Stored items
******

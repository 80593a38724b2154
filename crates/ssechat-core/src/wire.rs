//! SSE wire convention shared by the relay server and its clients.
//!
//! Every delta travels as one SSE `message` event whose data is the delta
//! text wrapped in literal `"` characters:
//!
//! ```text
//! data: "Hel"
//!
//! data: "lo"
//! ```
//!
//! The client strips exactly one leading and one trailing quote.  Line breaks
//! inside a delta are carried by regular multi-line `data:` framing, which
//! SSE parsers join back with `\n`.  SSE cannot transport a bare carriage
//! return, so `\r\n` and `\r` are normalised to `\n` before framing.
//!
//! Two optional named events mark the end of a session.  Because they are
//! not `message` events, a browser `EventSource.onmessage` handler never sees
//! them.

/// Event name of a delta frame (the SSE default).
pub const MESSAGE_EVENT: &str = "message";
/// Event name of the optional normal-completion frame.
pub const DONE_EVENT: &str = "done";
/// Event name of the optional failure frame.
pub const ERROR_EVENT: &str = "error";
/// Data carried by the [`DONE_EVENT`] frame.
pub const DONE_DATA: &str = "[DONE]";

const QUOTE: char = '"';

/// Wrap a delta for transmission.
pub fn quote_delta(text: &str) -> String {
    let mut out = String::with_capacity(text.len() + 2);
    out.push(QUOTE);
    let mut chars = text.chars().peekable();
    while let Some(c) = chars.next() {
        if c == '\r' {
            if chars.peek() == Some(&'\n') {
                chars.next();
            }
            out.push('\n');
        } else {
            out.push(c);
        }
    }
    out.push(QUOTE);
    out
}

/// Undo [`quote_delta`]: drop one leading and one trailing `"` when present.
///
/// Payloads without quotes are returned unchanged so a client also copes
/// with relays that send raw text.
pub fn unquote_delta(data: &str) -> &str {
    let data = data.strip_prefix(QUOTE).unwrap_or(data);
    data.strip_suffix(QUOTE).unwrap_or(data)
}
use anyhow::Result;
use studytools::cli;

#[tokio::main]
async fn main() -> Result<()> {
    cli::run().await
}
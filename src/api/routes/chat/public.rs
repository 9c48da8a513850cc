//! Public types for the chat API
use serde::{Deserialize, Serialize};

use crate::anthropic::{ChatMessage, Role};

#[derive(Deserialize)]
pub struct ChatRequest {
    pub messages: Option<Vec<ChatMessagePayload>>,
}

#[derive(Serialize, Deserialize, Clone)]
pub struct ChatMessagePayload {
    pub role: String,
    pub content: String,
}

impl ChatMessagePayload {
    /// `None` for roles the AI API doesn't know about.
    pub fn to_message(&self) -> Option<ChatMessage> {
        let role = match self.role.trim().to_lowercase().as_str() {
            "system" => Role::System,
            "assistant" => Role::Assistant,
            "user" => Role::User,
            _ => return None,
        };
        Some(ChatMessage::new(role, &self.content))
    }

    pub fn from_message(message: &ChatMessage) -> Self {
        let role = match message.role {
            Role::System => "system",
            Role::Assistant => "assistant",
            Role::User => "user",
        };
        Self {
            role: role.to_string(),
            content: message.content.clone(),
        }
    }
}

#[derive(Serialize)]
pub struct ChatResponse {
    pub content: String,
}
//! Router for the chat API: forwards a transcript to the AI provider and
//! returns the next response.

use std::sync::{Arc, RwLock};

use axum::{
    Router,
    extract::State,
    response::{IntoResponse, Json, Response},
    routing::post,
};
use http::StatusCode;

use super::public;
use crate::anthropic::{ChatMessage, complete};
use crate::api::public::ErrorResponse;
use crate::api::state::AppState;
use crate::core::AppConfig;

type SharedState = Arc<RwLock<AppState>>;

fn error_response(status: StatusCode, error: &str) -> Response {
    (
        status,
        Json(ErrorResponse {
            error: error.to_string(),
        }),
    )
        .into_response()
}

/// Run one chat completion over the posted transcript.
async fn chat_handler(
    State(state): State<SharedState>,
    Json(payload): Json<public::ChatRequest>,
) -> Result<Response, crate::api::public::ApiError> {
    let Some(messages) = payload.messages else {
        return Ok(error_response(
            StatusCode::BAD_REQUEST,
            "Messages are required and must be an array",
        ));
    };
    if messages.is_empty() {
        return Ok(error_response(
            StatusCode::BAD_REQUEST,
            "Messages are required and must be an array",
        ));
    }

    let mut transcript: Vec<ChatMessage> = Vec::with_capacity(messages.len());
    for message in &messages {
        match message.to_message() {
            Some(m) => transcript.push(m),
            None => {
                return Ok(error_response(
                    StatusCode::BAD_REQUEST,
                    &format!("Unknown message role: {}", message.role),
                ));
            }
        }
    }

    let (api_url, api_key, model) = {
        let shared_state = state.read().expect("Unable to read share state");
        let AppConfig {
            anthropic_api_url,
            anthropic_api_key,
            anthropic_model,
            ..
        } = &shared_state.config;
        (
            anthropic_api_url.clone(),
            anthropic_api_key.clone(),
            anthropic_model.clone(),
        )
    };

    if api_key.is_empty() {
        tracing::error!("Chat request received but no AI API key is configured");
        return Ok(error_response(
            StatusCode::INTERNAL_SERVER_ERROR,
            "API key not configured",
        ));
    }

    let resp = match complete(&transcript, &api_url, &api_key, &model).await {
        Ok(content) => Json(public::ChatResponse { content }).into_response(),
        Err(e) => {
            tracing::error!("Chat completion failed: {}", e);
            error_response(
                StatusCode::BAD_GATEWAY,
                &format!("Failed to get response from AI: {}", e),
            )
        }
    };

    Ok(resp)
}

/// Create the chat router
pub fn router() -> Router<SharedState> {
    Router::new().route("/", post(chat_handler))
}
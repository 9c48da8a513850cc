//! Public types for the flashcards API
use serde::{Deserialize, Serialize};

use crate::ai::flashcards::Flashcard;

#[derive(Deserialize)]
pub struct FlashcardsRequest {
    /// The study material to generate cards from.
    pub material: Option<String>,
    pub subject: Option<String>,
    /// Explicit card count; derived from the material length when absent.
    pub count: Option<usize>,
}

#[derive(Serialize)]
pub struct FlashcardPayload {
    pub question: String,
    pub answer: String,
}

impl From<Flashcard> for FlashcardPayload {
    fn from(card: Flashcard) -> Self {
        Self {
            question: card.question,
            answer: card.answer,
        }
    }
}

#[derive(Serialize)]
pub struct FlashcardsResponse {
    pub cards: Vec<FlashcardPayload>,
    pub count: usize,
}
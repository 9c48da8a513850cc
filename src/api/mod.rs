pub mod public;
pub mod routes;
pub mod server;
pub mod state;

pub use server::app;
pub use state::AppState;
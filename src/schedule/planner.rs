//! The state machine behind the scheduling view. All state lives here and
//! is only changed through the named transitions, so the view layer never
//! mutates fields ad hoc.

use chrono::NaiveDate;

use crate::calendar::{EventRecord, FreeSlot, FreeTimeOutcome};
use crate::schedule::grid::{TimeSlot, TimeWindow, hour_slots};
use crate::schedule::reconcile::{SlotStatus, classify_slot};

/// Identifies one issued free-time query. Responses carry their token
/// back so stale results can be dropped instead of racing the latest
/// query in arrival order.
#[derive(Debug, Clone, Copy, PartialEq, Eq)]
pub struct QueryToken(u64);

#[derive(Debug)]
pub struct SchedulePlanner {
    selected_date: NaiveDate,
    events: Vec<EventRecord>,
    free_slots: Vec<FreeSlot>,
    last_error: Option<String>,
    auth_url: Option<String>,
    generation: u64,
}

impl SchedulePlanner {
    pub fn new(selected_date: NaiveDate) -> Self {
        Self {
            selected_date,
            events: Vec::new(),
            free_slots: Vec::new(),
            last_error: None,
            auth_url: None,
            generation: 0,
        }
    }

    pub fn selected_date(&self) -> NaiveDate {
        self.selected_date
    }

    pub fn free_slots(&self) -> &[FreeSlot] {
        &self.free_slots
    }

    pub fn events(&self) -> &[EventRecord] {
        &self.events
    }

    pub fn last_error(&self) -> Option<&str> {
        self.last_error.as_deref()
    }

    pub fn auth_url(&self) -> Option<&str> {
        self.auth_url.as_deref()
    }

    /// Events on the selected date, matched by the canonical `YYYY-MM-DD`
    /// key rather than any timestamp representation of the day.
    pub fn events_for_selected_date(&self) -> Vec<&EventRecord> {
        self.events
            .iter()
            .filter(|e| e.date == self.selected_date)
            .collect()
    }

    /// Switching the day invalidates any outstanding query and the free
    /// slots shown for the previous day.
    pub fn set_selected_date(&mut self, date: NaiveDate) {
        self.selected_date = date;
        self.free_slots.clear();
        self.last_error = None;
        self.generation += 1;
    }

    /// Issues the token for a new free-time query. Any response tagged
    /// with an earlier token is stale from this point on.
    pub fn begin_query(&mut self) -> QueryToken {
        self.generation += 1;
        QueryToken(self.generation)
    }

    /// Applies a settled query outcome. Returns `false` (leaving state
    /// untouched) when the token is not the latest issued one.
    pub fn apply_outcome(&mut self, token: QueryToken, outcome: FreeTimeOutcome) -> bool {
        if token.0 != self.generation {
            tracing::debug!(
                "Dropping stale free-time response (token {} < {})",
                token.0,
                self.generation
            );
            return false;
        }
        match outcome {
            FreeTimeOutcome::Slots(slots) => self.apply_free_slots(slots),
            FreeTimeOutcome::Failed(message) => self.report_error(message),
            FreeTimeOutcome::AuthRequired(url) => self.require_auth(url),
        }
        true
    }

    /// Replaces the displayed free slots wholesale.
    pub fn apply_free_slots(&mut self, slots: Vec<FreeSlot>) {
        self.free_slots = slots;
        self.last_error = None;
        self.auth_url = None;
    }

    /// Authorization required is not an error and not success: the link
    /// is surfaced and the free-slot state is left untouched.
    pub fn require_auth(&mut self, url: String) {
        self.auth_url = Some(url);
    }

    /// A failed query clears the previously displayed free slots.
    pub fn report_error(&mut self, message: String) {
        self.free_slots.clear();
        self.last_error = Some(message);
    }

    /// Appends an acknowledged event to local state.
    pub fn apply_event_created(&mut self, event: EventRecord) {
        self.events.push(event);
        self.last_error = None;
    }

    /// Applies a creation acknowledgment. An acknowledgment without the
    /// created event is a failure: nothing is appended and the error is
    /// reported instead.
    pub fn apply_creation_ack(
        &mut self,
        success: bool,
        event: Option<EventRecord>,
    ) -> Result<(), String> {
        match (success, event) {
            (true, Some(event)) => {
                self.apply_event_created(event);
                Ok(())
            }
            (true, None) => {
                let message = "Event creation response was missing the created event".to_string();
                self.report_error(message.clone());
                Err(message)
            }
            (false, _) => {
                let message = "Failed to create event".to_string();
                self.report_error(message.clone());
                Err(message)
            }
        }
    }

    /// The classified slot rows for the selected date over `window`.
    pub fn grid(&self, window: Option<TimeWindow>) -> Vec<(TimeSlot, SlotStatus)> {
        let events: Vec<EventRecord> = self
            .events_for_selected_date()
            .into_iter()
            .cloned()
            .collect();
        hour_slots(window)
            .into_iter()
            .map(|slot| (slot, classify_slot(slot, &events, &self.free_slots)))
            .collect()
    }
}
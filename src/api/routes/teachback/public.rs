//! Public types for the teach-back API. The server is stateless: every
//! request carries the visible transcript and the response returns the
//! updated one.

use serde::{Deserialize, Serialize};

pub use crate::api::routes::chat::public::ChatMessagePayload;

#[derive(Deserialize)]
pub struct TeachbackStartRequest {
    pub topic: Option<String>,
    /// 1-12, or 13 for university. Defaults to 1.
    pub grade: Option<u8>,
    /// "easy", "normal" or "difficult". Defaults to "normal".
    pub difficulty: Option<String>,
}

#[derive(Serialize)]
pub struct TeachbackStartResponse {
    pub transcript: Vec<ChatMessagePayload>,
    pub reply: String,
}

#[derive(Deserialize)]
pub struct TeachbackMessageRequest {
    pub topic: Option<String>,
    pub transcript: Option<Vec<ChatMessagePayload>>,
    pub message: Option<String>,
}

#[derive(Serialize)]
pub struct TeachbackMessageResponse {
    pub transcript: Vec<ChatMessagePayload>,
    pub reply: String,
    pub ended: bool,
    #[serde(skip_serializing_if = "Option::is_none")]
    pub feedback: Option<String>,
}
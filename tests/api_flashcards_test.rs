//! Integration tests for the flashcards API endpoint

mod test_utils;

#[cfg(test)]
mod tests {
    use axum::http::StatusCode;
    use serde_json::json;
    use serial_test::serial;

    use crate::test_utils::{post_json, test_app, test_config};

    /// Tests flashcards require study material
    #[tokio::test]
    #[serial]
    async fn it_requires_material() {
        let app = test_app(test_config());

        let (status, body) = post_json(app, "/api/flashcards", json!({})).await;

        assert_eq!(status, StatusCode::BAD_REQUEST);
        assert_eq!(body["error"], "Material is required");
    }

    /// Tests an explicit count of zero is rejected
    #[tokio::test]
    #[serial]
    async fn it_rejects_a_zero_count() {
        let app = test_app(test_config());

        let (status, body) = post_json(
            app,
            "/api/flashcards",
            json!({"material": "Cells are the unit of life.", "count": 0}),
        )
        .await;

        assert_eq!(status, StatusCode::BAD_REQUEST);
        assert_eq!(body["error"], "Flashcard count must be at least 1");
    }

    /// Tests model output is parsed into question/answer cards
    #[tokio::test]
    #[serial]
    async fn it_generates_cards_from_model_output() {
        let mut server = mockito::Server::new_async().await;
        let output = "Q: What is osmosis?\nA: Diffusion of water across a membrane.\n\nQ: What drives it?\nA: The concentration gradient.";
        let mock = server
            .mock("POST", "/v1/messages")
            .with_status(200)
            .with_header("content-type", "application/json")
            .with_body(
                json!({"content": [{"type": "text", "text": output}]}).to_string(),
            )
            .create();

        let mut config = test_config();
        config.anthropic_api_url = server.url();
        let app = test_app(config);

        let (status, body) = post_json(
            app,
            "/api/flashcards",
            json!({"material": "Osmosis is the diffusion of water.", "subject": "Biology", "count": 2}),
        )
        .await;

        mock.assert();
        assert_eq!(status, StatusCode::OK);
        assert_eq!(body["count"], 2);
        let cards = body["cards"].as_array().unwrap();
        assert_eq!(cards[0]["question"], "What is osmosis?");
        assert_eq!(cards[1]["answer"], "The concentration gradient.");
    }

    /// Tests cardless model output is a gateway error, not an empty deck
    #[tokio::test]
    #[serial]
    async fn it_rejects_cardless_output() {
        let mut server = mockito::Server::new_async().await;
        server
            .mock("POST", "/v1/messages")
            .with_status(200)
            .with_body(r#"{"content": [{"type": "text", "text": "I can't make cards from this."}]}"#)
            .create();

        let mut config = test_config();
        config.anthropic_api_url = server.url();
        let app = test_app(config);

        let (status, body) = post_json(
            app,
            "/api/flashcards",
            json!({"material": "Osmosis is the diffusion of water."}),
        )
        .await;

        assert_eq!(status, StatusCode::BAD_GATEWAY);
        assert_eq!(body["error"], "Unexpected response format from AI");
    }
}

******

• [Exercise]
Output the data exactly, from the first line through the line that holds "handler never sees", so that no later line appears.

• [Solution to this task]
repository 80593a38724b2154
filename crates/ssechat-core/src/wire.rs
//! SSE wire convention shared by the relay server and its clients.
//!
//! Every delta travels as one SSE `message` event whose data is the delta
//! text wrapped in literal `"` characters:
//!
//! ```text
//! data: "Hel"
//!
//! data: "lo"
//! ```
//!
//! The client strips exactly one leading and one trailing quote.  Line breaks
//! inside a delta are carried by regular multi-line `data:` framing, which
//! SSE parsers join back with `\n`.  SSE cannot transport a bare carriage
//! return, so `\r\n` and `\r` are normalised to `\n` before framing.
//!
//! Two optional named events mark the end of a session.  Because they are
//! not `message` events, a browser `EventSource.onmessage` handler never sees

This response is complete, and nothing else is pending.